In the meantime, Charu Sudan Kasturi has tried hard to extract some information from MHRD officials about the Mehta Committee recommendations. Here are the results of his efforts:

Faculty at the IITs, IIMs and other technical education institutions will receive salary hikes accompanied by a bouquet of perks and research incentives under a pre-election package to be unveiled by the government.

Besides, teachers in hundreds of university engineering colleges and in the National Institutes of Technology will for the first time receive higher pay than provided by the University Grants Commission [...]

The committee in its report, however, has not accepted a demand of teachers at the NITs that their pay be brought on a par with that of IIT faculty. “The NITs and university teachers of technical education will receive a pay a step higher than other university teachers. The IITs and IIMs will receive a take-home salary another step high,” the official said.

An earlier panel had on an average recommended a salary hike of 70 per cent — the Mehta committee’s recommendations, sources indicated, could improve that by around 10 per cent.
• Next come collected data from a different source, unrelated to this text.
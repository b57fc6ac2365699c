//! Toast Notifications
//!
//! Transient, auto-dismissing notifications stacked in a fixed container,
//! plus the clipboard helper that reports through them.

use std::rc::Rc;
use std::time::Duration;

use crate::config::TOAST_CONTAINER_ID;
use crate::models::{Severity, Toast};
use crate::platform::Clipboard;
use crate::tasks::Scheduler;
use crate::view::View;

const CONTAINER_CLASSES: &[&str] = &["toast-container", "position-fixed", "bottom-0", "end-0", "p-3"];

const CLOSE_BUTTON_CLASSES: &[&str] = &["btn-close", "btn-close-white", "me-2", "m-auto"];

/// Shows toasts; each call produces exactly one node
pub struct ToastService<V: View> {
    view: Rc<V>,
    scheduler: Rc<dyn Scheduler>,
    clipboard: Rc<dyn Clipboard>,
    lifetime: Duration,
}

impl<V: View> Clone for ToastService<V> {
    fn clone(&self) -> Self {
        Self {
            view: self.view.clone(),
            scheduler: self.scheduler.clone(),
            clipboard: self.clipboard.clone(),
            lifetime: self.lifetime,
        }
    }
}

impl<V: View> ToastService<V> {
    pub fn new(
        view: Rc<V>,
        scheduler: Rc<dyn Scheduler>,
        clipboard: Rc<dyn Clipboard>,
        lifetime: Duration,
    ) -> Self {
        Self {
            view,
            scheduler,
            clipboard,
            lifetime,
        }
    }

    /// Show `message`, auto-dismissed after the configured lifetime.
    /// Returns `None` only when the document has no body to host the container.
    pub fn show(&self, message: &str, severity: Severity) -> Option<V::Node> {
        let toast = Toast::new(message, severity, self.lifetime);
        let container = self.ensure_container()?;
        let (node, close) = self.build(&toast);
        self.view.append_child(&container, &node);
        self.view.add_class(&node, "show");
        log::debug!("toast [{}]: {}", toast.severity, toast.message);

        let (view, target) = (self.view.clone(), node.clone());
        self.view.listen(
            &close,
            "click",
            Box::new(move || {
                dismiss(&*view, &target);
                Ok(())
            }),
        );

        let (view, target) = (self.view.clone(), node.clone());
        self.scheduler
            .defer_after(toast.lifetime, Box::new(move || dismiss(&*view, &target)));

        Some(node)
    }

    /// Copy `text` and report the outcome as a toast
    pub fn copy_to_clipboard(&self, text: &str) {
        let toasts = self.clone();
        self.clipboard.write_text(
            text,
            Box::new(move |result| match result {
                Ok(()) => {
                    toasts.show("Copied to clipboard!", Severity::Success);
                }
                Err(e) => {
                    log::warn!("{}", e);
                    toasts.show("Failed to copy", Severity::Danger);
                }
            }),
        );
    }

    /// The one container node, created under `body` on first use
    fn ensure_container(&self) -> Option<V::Node> {
        if let Some(existing) = self.view.element_by_id(TOAST_CONTAINER_ID) {
            return Some(existing);
        }
        let body = self.view.body()?;
        let container = self.view.create_element("div");
        self.view.set_attribute(&container, "id", TOAST_CONTAINER_ID);
        add_classes(&*self.view, &container, CONTAINER_CLASSES);
        self.view.append_child(&body, &container);
        Some(container)
    }

    /// Build the toast node; returns it with its close button
    fn build(&self, toast: &Toast) -> (V::Node, V::Node) {
        let view = &*self.view;

        let root = view.create_element("div");
        for class in toast.classes() {
            view.add_class(&root, &class);
        }
        view.set_attribute(&root, "role", "alert");

        let row = view.create_element("div");
        view.add_class(&row, "d-flex");

        let body = view.create_element("div");
        view.add_class(&body, "toast-body");
        view.set_text(&body, &toast.message);

        let close = view.create_element("button");
        view.set_attribute(&close, "type", "button");
        view.set_attribute(&close, "aria-label", "Close");
        add_classes(view, &close, CLOSE_BUTTON_CLASSES);

        view.append_child(&row, &body);
        view.append_child(&row, &close);
        view.append_child(&root, &row);
        (root, close)
    }
}

fn add_classes<V: View>(view: &V, node: &V::Node, classes: &[&str]) {
    for class in classes {
        view.add_class(node, class);
    }
}

fn dismiss<V: View>(view: &V, toast: &V::Node) {
    view.remove_class(toast, "show");
    view.remove(toast);
}
//! # Integration Flows
//!
//! End-to-end tests of the protocol adapter riding on the local bus.

pub mod flows;
//! Adapter configuration from environment variables.

use crate::annotator::{PassThrough, PlaceholderBucketInfo, ReplyAnnotator};
use serde::{Deserialize, Serialize};
use std::env;
use std::fmt;
use std::str::FromStr;
use std::sync::Arc;
use thiserror::Error;

/// Configuration errors.
#[derive(Debug, Clone, PartialEq, Eq, Error)]
pub enum ConfigError {
    #[error("Invalid reply mode '{0}' (expected 'augment' or 'passthrough')")]
    InvalidReplyMode(String),

    #[error("Invalid trace level '{0}' (expected 0-255)")]
    InvalidTraceLevel(String),
}

/// Which built-in annotator command envelopes use.
#[derive(Debug, Clone, Copy, Default, PartialEq, Eq, Hash, Serialize, Deserialize)]
#[serde(rename_all = "lowercase")]
pub enum ReplyMode {
    /// Overwrite bucket info with the `(1, 1, 1)` placeholder.
    #[default]
    Augment,
    /// Wrap replies unchanged.
    PassThrough,
}

impl ReplyMode {
    pub fn as_str(self) -> &'static str {
        match self {
            ReplyMode::Augment => "augment",
            ReplyMode::PassThrough => "passthrough",
        }
    }

    pub fn annotator(self) -> Arc<dyn ReplyAnnotator> {
        match self {
            ReplyMode::Augment => Arc::new(PlaceholderBucketInfo::new()),
            ReplyMode::PassThrough => Arc::new(PassThrough),
        }
    }
}

impl fmt::Display for ReplyMode {
    fn fmt(&self, f: &mut fmt::Formatter<'_>) -> fmt::Result {
        f.write_str(self.as_str())
    }
}

impl FromStr for ReplyMode {
    type Err = ConfigError;

    fn from_str(s: &str) -> Result<Self, Self::Err> {
        match s.trim().to_lowercase().as_str() {
            "augment" => Ok(ReplyMode::Augment),
            "passthrough" | "pass-through" => Ok(ReplyMode::PassThrough),
            _ => Err(ConfigError::InvalidReplyMode(s.to_string())),
        }
    }
}

/// Settings applied to every command envelope built from this config.
#[derive(Debug, Clone, Default, PartialEq, Eq, Serialize, Deserialize)]
pub struct AdapterConfig {
    pub reply_mode: ReplyMode,
    /// Initial trace level of new envelopes. 0 disables tracing.
    pub trace_level: u8,
}

impl AdapterConfig {
    /// Create configuration from environment variables.
    ///
    /// # Environment Variables
    ///
    /// - `STORAGE_MBUSPROT_REPLY_MODE`: `augment` or `passthrough` (default: augment)
    /// - `STORAGE_MBUSPROT_TRACE_LEVEL`: 0-255 (default: 0)
    pub fn from_env() -> Result<Self, ConfigError> {
        Self::from_lookup(|key| env::var(key).ok())
    }

    /// Build configuration from an arbitrary variable source.
    pub fn from_lookup<F>(lookup: F) -> Result<Self, ConfigError>
    where
        F: Fn(&str) -> Option<String>,
    {
        let reply_mode = match lookup("STORAGE_MBUSPROT_REPLY_MODE") {
            Some(v) => v.parse()?,
            None => ReplyMode::default(),
        };

        let trace_level = match lookup("STORAGE_MBUSPROT_TRACE_LEVEL") {
            Some(v) => v
                .trim()
                .parse()
                .map_err(|_| ConfigError::InvalidTraceLevel(v.clone()))?,
            None => 0,
        };

        Ok(Self {
            reply_mode,
            trace_level,
        })
    }

    pub fn annotator(&self) -> Arc<dyn ReplyAnnotator> {
        self.reply_mode.annotator()
    }
}
//! Bucket operations: creation and bucket-info requests.

use crate::command::{require_bucket, CommandHeader, StorageCommand};
use crate::entities::{BucketId, BucketInfo, Priority};
use crate::errors::StorageError;
use crate::message_type::MessageType;
use crate::reply::{BucketInfoReply, ReplyHeader, StorageReply};
use serde::{Deserialize, Serialize};
use std::any::Any;

/// Create an empty bucket on the receiving node.
#[derive(Debug, Clone, PartialEq, Eq, Serialize, Deserialize)]
pub struct CreateBucketCommand {
    header: CommandHeader,
    pub bucket: BucketId,
    /// Whether the new bucket should be active (searchable).
    pub active: bool,
}

impl CreateBucketCommand {
    pub fn new(bucket: BucketId) -> Self {
        Self {
            header: CommandHeader::new(MessageType::CreateBucket),
            bucket,
            active: false,
        }
    }

    pub fn with_active(mut self, active: bool) -> Self {
        self.active = active;
        self
    }

    pub fn with_priority(mut self, priority: Priority) -> Self {
        self.header.priority = priority;
        self
    }
}

impl StorageCommand for CreateBucketCommand {
    fn header(&self) -> &CommandHeader {
        &self.header
    }

    fn bucket(&self) -> Option<BucketId> {
        Some(self.bucket)
    }

    fn make_reply(&self) -> Result<Box<dyn StorageReply>, StorageError> {
        let bucket = require_bucket(self.bucket)?;
        Ok(Box::new(CreateBucketReply {
            header: ReplyHeader::for_command(&self.header)?,
            bucket,
            bucket_info: BucketInfo::default(),
        }))
    }
}

/// Reply to [`CreateBucketCommand`].
#[derive(Debug, Clone, PartialEq, Eq, Serialize, Deserialize)]
pub struct CreateBucketReply {
    header: ReplyHeader,
    pub bucket: BucketId,
    pub bucket_info: BucketInfo,
}

impl StorageReply for CreateBucketReply {
    fn header(&self) -> &ReplyHeader {
        &self.header
    }

    fn header_mut(&mut self) -> &mut ReplyHeader {
        &mut self.header
    }

    fn as_bucket_info_reply(&self) -> Option<&dyn BucketInfoReply> {
        Some(self)
    }

    fn as_bucket_info_reply_mut(&mut self) -> Option<&mut dyn BucketInfoReply> {
        Some(self)
    }

    fn as_any(&self) -> &dyn Any {
        self
    }

    fn as_any_mut(&mut self) -> &mut dyn Any {
        self
    }
}

impl BucketInfoReply for CreateBucketReply {
    fn bucket(&self) -> BucketId {
        self.bucket
    }

    fn bucket_info(&self) -> BucketInfo {
        self.bucket_info
    }

    fn set_bucket_info(&mut self, info: BucketInfo) {
        self.bucket_info = info;
    }
}

/// One bucket's summary inside a [`RequestBucketInfoReply`].
#[derive(Debug, Clone, Copy, PartialEq, Eq, Serialize, Deserialize)]
pub struct BucketInfoEntry {
    pub bucket: BucketId,
    pub info: BucketInfo,
}

/// Ask a node for the state of a set of buckets.
///
/// An empty bucket list asks for every bucket the node owns.
#[derive(Debug, Clone, PartialEq, Eq, Serialize, Deserialize)]
pub struct RequestBucketInfoCommand {
    header: CommandHeader,
    pub buckets: Vec<BucketId>,
    /// Index of the distributor asking.
    pub distributor: u16,
}

impl RequestBucketInfoCommand {
    pub fn new(buckets: Vec<BucketId>, distributor: u16) -> Self {
        Self {
            header: CommandHeader::new(MessageType::RequestBucketInfo),
            buckets,
            distributor,
        }
    }

    pub fn with_priority(mut self, priority: Priority) -> Self {
        self.header.priority = priority;
        self
    }
}

impl StorageCommand for RequestBucketInfoCommand {
    fn header(&self) -> &CommandHeader {
        &self.header
    }

    fn make_reply(&self) -> Result<Box<dyn StorageReply>, StorageError> {
        Ok(Box::new(RequestBucketInfoReply {
            header: ReplyHeader::for_command(&self.header)?,
            entries: Vec::new(),
        }))
    }
}

/// Reply to [`RequestBucketInfoCommand`].
///
/// Carries many bucket summaries, so it does not offer the single-bucket
/// `BucketInfoReply` capability.
#[derive(Debug, Clone, PartialEq, Eq, Serialize, Deserialize)]
pub struct RequestBucketInfoReply {
    header: ReplyHeader,
    pub entries: Vec<BucketInfoEntry>,
}

impl StorageReply for RequestBucketInfoReply {
    fn header(&self) -> &ReplyHeader {
        &self.header
    }

    fn header_mut(&mut self) -> &mut ReplyHeader {
        &mut self.header
    }

    fn as_any(&self) -> &dyn Any {
        self
    }

    fn as_any_mut(&mut self) -> &mut dyn Any {
        self
    }
}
It's not much, but hey, we take whatever comes our way.

But, as I said, an official announcement should be out anytime during the next few days. Let's wait and watch...

22 Comments:

  1. Anonymous said...

    those who benefit must also demand that similar benefits are given to people in the humanities and also those teaching in the universities. these policies are lopsided and should be rejected by all sane people.

  2. Anonymous said...

    Does this cover private (autonomous/university-affiliated) engineering colleges that follow the AICTE pay scale?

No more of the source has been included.